Berater über Chinas Wirtschaft: „Die meisten sind vorbereitet“

Unternehmensberater Titus von dem Bongart über lokalen Konsum und warum deutsche Firmen auch mit weniger Wachstum in China gut leben können.

Mehr Einkaufen: Zum Beispiel Luftballons am Eingang eines Shoppingcenters in Peking. Bild: reuters

taz: Herr von dem Bongart, wie schlimm ist es um Chinas Wirtschaft wirklich gestellt?

Titus von dem Bongart: Wenn eine Volkswirtschaft auch weiterhin ein Wachstum von 7,5 Prozent ausweist, passt die Bezeichnung „schlimm“ nicht so ganz. Das ist das, was sich die chinesische Führung für dieses Jahr auch vorgenommen hat. Insofern kommt für uns dieser Wert für das zweite Quartal nicht überraschend. China will ja weniger vom Export abhängig sein und stärker auf den eigenen Konsum setzen. Dass dieser Übergang nicht von heute auf morgen funktionieren wird – darauf, denke ich, sind die meisten Wirtschaftsakteure vorbereitet.

Das Wachstum ist aber so niedrig wie seit 1991 nicht. Muss sich die deutsche Wirtschaft Sorgen machen?

Ich halte den Vergleich mit diesem Zeitraum für unpassend. Wir sprechen von 20 Jahren, die das Land fundamental verändert haben und sich nicht mehr eins zu eins vergleichen lassen, weil die Verhältnisse völlig andere sind. Chinas Volkswirtschaft befindet sich auf einem deutlich höheren Niveau als 1991. Unsere jüngste Umfrage zeigt darüber hinaus, dass die Mehrheit der deutschen Unternehmen in China zuversichtlich auf ihre Geschäfte blickt. Das hängt sicher auch damit zusammen, dass nach wie vor eine hohe Nachfrage nach deutschen Produkten und Dienstleistungen besteht.

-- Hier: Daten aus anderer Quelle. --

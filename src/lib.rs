//! Assistant Relay
//!
//! A thin proxy that forwards end-user chat queries to a hosted assistants
//! API, tracks one polling loop per outstanding request, and serves a
//! string-templated browser search widget.
//!
//! # Architecture
//!
//! - **Server**: Axum-based HTTP server (query, stop, script endpoints)
//! - **Gateway**: Protocol driver for the hosted assistants REST API
//! - **Runs**: In-memory run registry and the poll/cancel coordinator
//! - **Widget**: Pure string templating for the embeddable browser widget
//!
//! # Modules
//!
//! - [`assistant`]: Gateway trait and the hosted HTTP implementation
//! - [`directory`]: Client credential directory loaded from CSV
//! - [`runs`]: Run registry and lifecycle coordinator
//! - [`widget`]: Browser widget script generation

// Allow pedantic clippy warnings that don't add value for this codebase
#![allow(clippy::cast_possible_truncation)]
#![allow(clippy::match_same_arms)]
#![allow(clippy::multiple_crate_versions)]
#![allow(clippy::unused_async)]

pub mod assistant;
pub mod config;
pub mod directory;
pub mod runs;
pub mod server;
pub mod widget;

use std::sync::Arc;

use crate::assistant::AssistantGateway;
use crate::config::AppConfig;
use crate::directory::CredentialDirectory;
use crate::runs::RunCoordinator;

/// Application state shared across all handlers.
#[derive(Clone)]
pub struct AppState {
    /// Client credential directory, read-only after startup.
    pub directory: Arc<CredentialDirectory>,
    /// Remote assistant gateway.
    pub gateway: Arc<dyn AssistantGateway>,
    /// Run registry and poll-loop coordinator.
    pub coordinator: Arc<RunCoordinator>,
    /// Global configuration.
    pub config: Arc<AppConfig>,
}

Wann würde es für deutsche Firmen in China kritisch?

Beunruhigend wird es in China immer dann, wenn die tatsächlichen Zahlen sehr stark von den Zielvorgaben der Regierung abweichen. Wenn es „nur“ der nachlassende Export ist, dann ist die deutsche Industrie in geringerem Maße betroffen.

,48, ist Abteilungsleiter bei der Unternehmensberatung Ernst & Young und Vorstandsmitglied der deutschen Außenhandelskammer in Schanghai.

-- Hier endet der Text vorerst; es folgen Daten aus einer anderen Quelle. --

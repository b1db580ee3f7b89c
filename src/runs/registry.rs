//! Shared registry of in-flight runs.

use std::collections::HashMap;
use std::sync::{Arc, RwLock};

use chrono::{DateTime, Utc};

/// Lifecycle state of a tracked run.
///
/// `Cancelled` is transient: it only exists between a cancel request and
/// the poll loop's next tick, which reaps the entry. Terminal outcomes
/// (completed, failed) are signaled by removal, never stored.
#[derive(Debug, Clone, Copy, PartialEq, Eq)]
pub enum RunStatus {
    /// The poll loop is driving this run.
    Running,
    /// A caller asked for cancellation; the poll loop has not yet observed it.
    Cancelled,
}

/// Registry record for one run.
#[derive(Debug, Clone)]
pub struct RunEntry {
    /// Conversation thread the run belongs to.
    pub thread_id: String,
    /// Current lifecycle state.
    pub status: RunStatus,
    /// When the run was registered.
    pub registered_at: DateTime<Utc>,
}

/// Thread-safe mapping from run identifier to [`RunEntry`].
///
/// All access goes through whole-map mutual exclusion; no transaction spans
/// more than one registry operation. The map is the only shared mutable
/// state between a poll loop and a concurrent cancel request.
#[derive(Debug, Clone)]
pub struct RunRegistry {
    inner: Arc<RunRegistryInner>,
}

#[derive(Debug)]
struct RunRegistryInner {
    runs: RwLock<HashMap<String, RunEntry>>,
}

impl Default for RunRegistry {
    fn default() -> Self {
        Self::new()
    }
}

impl RunRegistry {
    /// Create an empty registry.
    #[must_use]
    pub fn new() -> Self {
        Self {
            inner: Arc::new(RunRegistryInner {
                runs: RwLock::new(HashMap::new()),
            }),
        }
    }

    /// Insert a new run with status [`RunStatus::Running`], making it
    /// visible to [`request_cancel`](Self::request_cancel).
    ///
    /// The remote gateway guarantees fresh run identifiers, so an existing
    /// entry under the same id is a precondition violation and is simply
    /// overwritten.
    pub fn register(&self, run_id: impl Into<String>, thread_id: impl Into<String>) {
        let mut guard = self.inner.runs.write().unwrap();
        guard.insert(
            run_id.into(),
            RunEntry {
                thread_id: thread_id.into(),
                status: RunStatus::Running,
                registered_at: Utc::now(),
            },
        );
    }

    /// Request cancellation of a run.
    ///
    /// This is a request, not an immediate stop: it flips the entry's flag,
    /// and the owning poll loop performs the remote cancel and cleanup on
    /// its next tick. Returns `false` when the run is unknown or already
    /// finished — callers must treat that as "already finished", not as a
    /// failure.
    pub fn request_cancel(&self, run_id: &str) -> bool {
        let mut guard = self.inner.runs.write().unwrap();
        match guard.get_mut(run_id) {
            Some(entry) => {
                entry.status = RunStatus::Cancelled;
                true
            }
            None => false,
        }
    }

    /// Check whether cancellation has been requested for a run.
    ///
    /// Returns `false` for absent entries; a handle to a reaped run is
    /// stale and must be treated as such.
    #[must_use]
    pub fn cancel_requested(&self, run_id: &str) -> bool {
        let guard = self.inner.runs.read().unwrap();
        guard
            .get(run_id)
            .is_some_and(|e| e.status == RunStatus::Cancelled)
    }

    /// Remove a run's entry, returning it if it was present.
    pub fn remove(&self, run_id: &str) -> Option<RunEntry> {
        let mut guard = self.inner.runs.write().unwrap();
        guard.remove(run_id)
    }

    /// Check whether a run is currently tracked.
    #[must_use]
    pub fn contains(&self, run_id: &str) -> bool {
        self.inner.runs.read().unwrap().contains_key(run_id)
    }

    /// Number of tracked runs.
    #[must_use]
    pub fn len(&self) -> usize {
        self.inner.runs.read().unwrap().len()
    }

    /// Check whether no runs are tracked.
    #[must_use]
    pub fn is_empty(&self) -> bool {
        self.len() == 0
    }
}

#[cfg(test)]
mod tests {
    use super::*;

    #[test]
    fn test_register_and_cancel() {
        let registry = RunRegistry::new();
        assert!(registry.is_empty());

        registry.register("r1", "t1");
        assert!(registry.contains("r1"));
        assert!(!registry.cancel_requested("r1"));

        assert!(registry.request_cancel("r1"));
        assert!(registry.cancel_requested("r1"));
    }

    #[test]
    fn test_cancel_unknown_run() {
        let registry = RunRegistry::new();
        assert!(!registry.request_cancel("never-registered"));
    }

    #[test]
    fn test_remove_is_idempotent() {
        let registry = RunRegistry::new();
        registry.register("r1", "t1");

        let entry = registry.remove("r1").unwrap();
        assert_eq!(entry.thread_id, "t1");
        assert!(registry.remove("r1").is_none());

        // A cancel racing with removal sees "already finished".
        assert!(!registry.request_cancel("r1"));
    }

    #[test]
    fn test_one_entry_per_run_id() {
        let registry = RunRegistry::new();
        registry.register("r1", "t1");
        registry.register("r1", "t2");

        assert_eq!(registry.len(), 1);
        assert_eq!(registry.remove("r1").unwrap().thread_id, "t2");
    }

    #[test]
    fn test_cancel_requested_on_absent_entry() {
        let registry = RunRegistry::new();
        assert!(!registry.cancel_requested("r1"));
    }
}
//! Assistant Relay server binary.

use mimalloc::MiMalloc;

/// Global allocator for improved performance (M-MIMALLOC-APPS).
#[global_allocator]
static GLOBAL: MiMalloc = MiMalloc;

use std::sync::Arc;
use std::time::Duration;

use dotenvy::dotenv;
use tracing::info;
use tracing_subscriber::{EnvFilter, fmt, layer::SubscriberExt, util::SubscriberInitExt};

use assistant_relay::assistant::HostedAssistantGateway;
use assistant_relay::config::AppConfig;
use assistant_relay::directory::CredentialDirectory;
use assistant_relay::runs::RunCoordinator;
use assistant_relay::{AppState, server};

#[tokio::main]
async fn main() -> anyhow::Result<()> {
    // Initialize tracing (M-LOG-STRUCTURED)
    tracing_subscriber::registry()
        .with(fmt::layer().with_target(true))
        .with(EnvFilter::from_default_env().add_directive("info".parse().unwrap()))
        .init();

    // Load .env (if present)
    let _ = dotenv();

    let config = match AppConfig::load() {
        Ok(c) => Arc::new(c),
        Err(msg) => {
            eprintln!("Configuration error: {msg}");
            std::process::exit(1);
        }
    };

    // A missing or malformed credentials file is startup-fatal.
    let directory = Arc::new(CredentialDirectory::load(&config.credentials.path)?);

    info!(
        name: "gateway.config.loaded",
        base_url = %config.gateway.base_url,
        poll_interval_ms = config.gateway.poll_interval_ms,
        "Gateway configuration loaded"
    );

    let gateway = Arc::new(HostedAssistantGateway::new(config.gateway.base_url.as_str()));
    let coordinator = Arc::new(RunCoordinator::new(
        gateway.clone(),
        Duration::from_millis(config.gateway.poll_interval_ms),
    ));

    let state = AppState {
        directory,
        gateway,
        coordinator,
        config: config.clone(),
    };

    server::start_server(config, state).await
}
//! Remote assistant gateway.
//!
//! This module provides the capability-set abstraction over the hosted
//! assistants API: thread creation, message posting, run start/poll/cancel,
//! and message retrieval.
//!
//! # Overview
//!
//! The [`AssistantGateway`] trait is the seam between the relay and the
//! remote service. Handlers and the run coordinator only ever see the trait,
//! so tests can substitute a scripted fake. [`HostedAssistantGateway`] is
//! the production implementation speaking the assistants REST protocol.
//!
//! Credentials are scoped to each call rather than to the gateway instance:
//! every client brings its own API key, and a run is owned by the
//! credentials that started it.

pub mod hosted;
pub mod mock;

pub use hosted::HostedAssistantGateway;
pub use mock::MockGateway;

/// Outcome of a single run poll, as reported by the remote service.
#[derive(Debug, Clone, PartialEq, Eq)]
pub enum RunPollStatus {
    /// The run finished and its reply is ready to fetch.
    Completed,
    /// The run reached a terminal state other than success
    /// (`failed`, `cancelled`, `expired`, `incomplete`).
    Failed {
        /// Remote failure description.
        reason: String,
    },
    /// The run is still executing; poll again after the fixed interval.
    InProgress,
}

/// Transport or protocol error talking to the remote service.
///
/// Every variant is fatal to the run being driven; no call is retried at
/// any layer. Re-submission is left to the end user.
#[derive(Debug, thiserror::Error)]
pub enum GatewayError {
    /// Network-level failure (connect, TLS, timeout, body read).
    #[error("gateway transport error: {0}")]
    Transport(#[from] reqwest::Error),

    /// The remote service answered with a non-success status.
    #[error("gateway returned {status}: {body}")]
    RemoteStatus {
        /// HTTP status code.
        status: u16,
        /// Response body, as received.
        body: String,
    },

    /// The response decoded but did not carry the expected fields.
    #[error("malformed gateway response: {0}")]
    MalformedResponse(String),
}

/// Capability set exposed by the hosted assistants API.
///
/// All methods take the per-client API key; the gateway itself is stateless
/// apart from its connection pool.
#[async_trait::async_trait]
pub trait AssistantGateway: Send + Sync {
    /// Create a new conversation thread and return its identifier.
    async fn create_thread(&self, api_key: &str) -> Result<String, GatewayError>;

    /// Append a user message to a thread.
    async fn post_message(
        &self,
        api_key: &str,
        thread_id: &str,
        text: &str,
    ) -> Result<(), GatewayError>;

    /// Start an assistant run on a thread and return the run identifier.
    async fn start_run(
        &self,
        api_key: &str,
        thread_id: &str,
        assistant_id: &str,
    ) -> Result<String, GatewayError>;

    /// Fetch the current status of a run.
    async fn poll_run(
        &self,
        api_key: &str,
        thread_id: &str,
        run_id: &str,
    ) -> Result<RunPollStatus, GatewayError>;

    /// Ask the remote service to cancel a run.
    async fn cancel_run(
        &self,
        api_key: &str,
        thread_id: &str,
        run_id: &str,
    ) -> Result<(), GatewayError>;

    /// Fetch the latest message text on a thread.
    async fn latest_message(&self, api_key: &str, thread_id: &str)
    -> Result<String, GatewayError>;
}
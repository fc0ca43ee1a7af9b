//! # TUI Components
//!
//! ## Stateless Components (Props-Based Rendering)
//!
//! - `TitleBar`: progress counter plus status or error text
//!
//! ## Stateful Components (Event-Driven)
//!
//! - `TodoList`: the rows, selection, delete confirmation, hit testing
//! - `TitleDialog`: modal single-line prompt for add/edit
//!
//! Components receive external data as props, not by reaching into `App`:
//!
//! ```rust,ignore
//! // Good: Dependencies are explicit
//! TodoList::new(&mut tui.list, app.store.items(), tui.done_style).render(frame, area);
//!
//! // Bad: Hidden dependency on global state
//! todo_list.render(frame, area); // reads from global App
//! ```
//!
//! Each component file holds its state, its events, rendering, event
//! handling and tests.

mod title_bar;
pub use title_bar::TitleBar;

pub mod title_dialog;
pub use title_dialog::{DialogEvent, DialogKind, TitleDialog};

pub mod todo_list;
pub use todo_list::{ListEvent, TodoList, TodoListState};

Droht die hohe Verschuldung vieler Staatsbetriebe, Provinzregierungen und Kommunen auch auf die chinesische Realwirtschaft überzuschwappen?

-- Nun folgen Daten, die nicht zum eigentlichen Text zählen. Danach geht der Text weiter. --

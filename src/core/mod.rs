//! # Core Application Logic
//!
//! The to-do list's business logic.
//! It knows nothing about any specific UI technology.
//!
//! ```text
//!                    ┌─────────────────────────┐
//!                    │         CORE            │
//!                    │  (this module)          │
//!                    │                         │
//!                    │  • Store (the list)     │
//!                    │  • Action (intents)     │
//!                    │  • update() (reducer)   │
//!                    │                         │
//!                    │  No I/O. No UI.         │
//!                    └───────────┬─────────────┘
//!                                │ Change / Effect
//!                                ▼
//!                         ┌────────────┐
//!                         │    TUI     │
//!                         │  Surface   │
//!                         │ (ratatui)  │
//!                         └────────────┘
//! ```
//!
//! ## Modules
//!
//! - [`store`]: `TodoListStore`, the sole owner of the item sequence
//! - [`state`]: The `App` struct, all application state in one place
//! - [`action`]: The `Action` enum and `update()`
//! - [`config`]: Settings and their override hierarchy

pub mod action;
pub mod config;
pub mod state;
pub mod store;
use ratatui::Frame;
use ratatui::layout::{Constraint, Layout, Rect};
use ratatui::style::{Color, Style};
use ratatui::text::Line;

use crate::core::state::App;
use crate::tui::TuiState;
use crate::tui::component::Component;
use crate::tui::components::{TitleBar, TodoList};

const KEY_HELP: &str = "a Add  Enter Edit  Space Done  d Delete  q Quit";
const CONFIRM_HELP: &str = "Press d again to delete | any other key cancels";

pub fn draw_ui(frame: &mut Frame, app: &App, tui: &mut TuiState) {
    let [title_area, list_area, help_area] = main_layout(frame.area());

    TitleBar {
        done: app.store.done_count(),
        total: app.store.len(),
        status_message: app.status_message.clone(),
        error: app.error.clone(),
    }
    .render(frame, title_area);

    TodoList::new(&mut tui.list, app.store.items(), tui.done_style).render(frame, list_area);

    let (help, style) = if tui.list.confirm_delete {
        (CONFIRM_HELP, Style::default().fg(Color::Red))
    } else {
        (KEY_HELP, Style::default().fg(Color::DarkGray))
    };
    frame.render_widget(Line::styled(help, style).centered(), help_area);

    // Modal overlay draws last so it sits on top
    if let Some(dialog) = tui.dialog.as_mut() {
        dialog.render(frame, frame.area());
    }
}

fn main_layout(area: Rect) -> [Rect; 3] {
    use Constraint::{Length, Min};
    Layout::vertical([Length(1), Min(0), Length(1)]).areas(area)
}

Ich denke schon, dass die Verschuldung ein Thema darstellt. Erst seit kurzem wurde in der Öffentlichkeit bekannt, dass die lokalen Regierungen deutlich höher verschuldet sind als bislang angenommen. Doch ich halte die chinesische Regierung hier immer noch für handlungsfähig.

Peking hat Reformen angekündigt. Werden die Ankündigungen fruchten?

Ich denke schon. Es gibt erste Anzeichen, dass der lokale Konsum anzieht. Ich weiß nur nicht, ob diese Umstrukturierung der gesamten Wirtschaft so schnell geht, wie sich das die chinesische Führung erhofft. Bislang hat sie aber immer wieder gezeigt, dass sie bestimmte Entwicklungen erheblich zu beeinflussen weiß. Insofern bin ich zuversichtlich, dass sie in diesem Entwicklungsschritt Erfolg haben wird.

Ihre Prognose für das Jahr 2014?

Ich erwarte keine erheblichen Veränderungen zu diesem Jahr und bin überzeugt davon, dass China den eingeschlagenen Kurs beibehalten wird.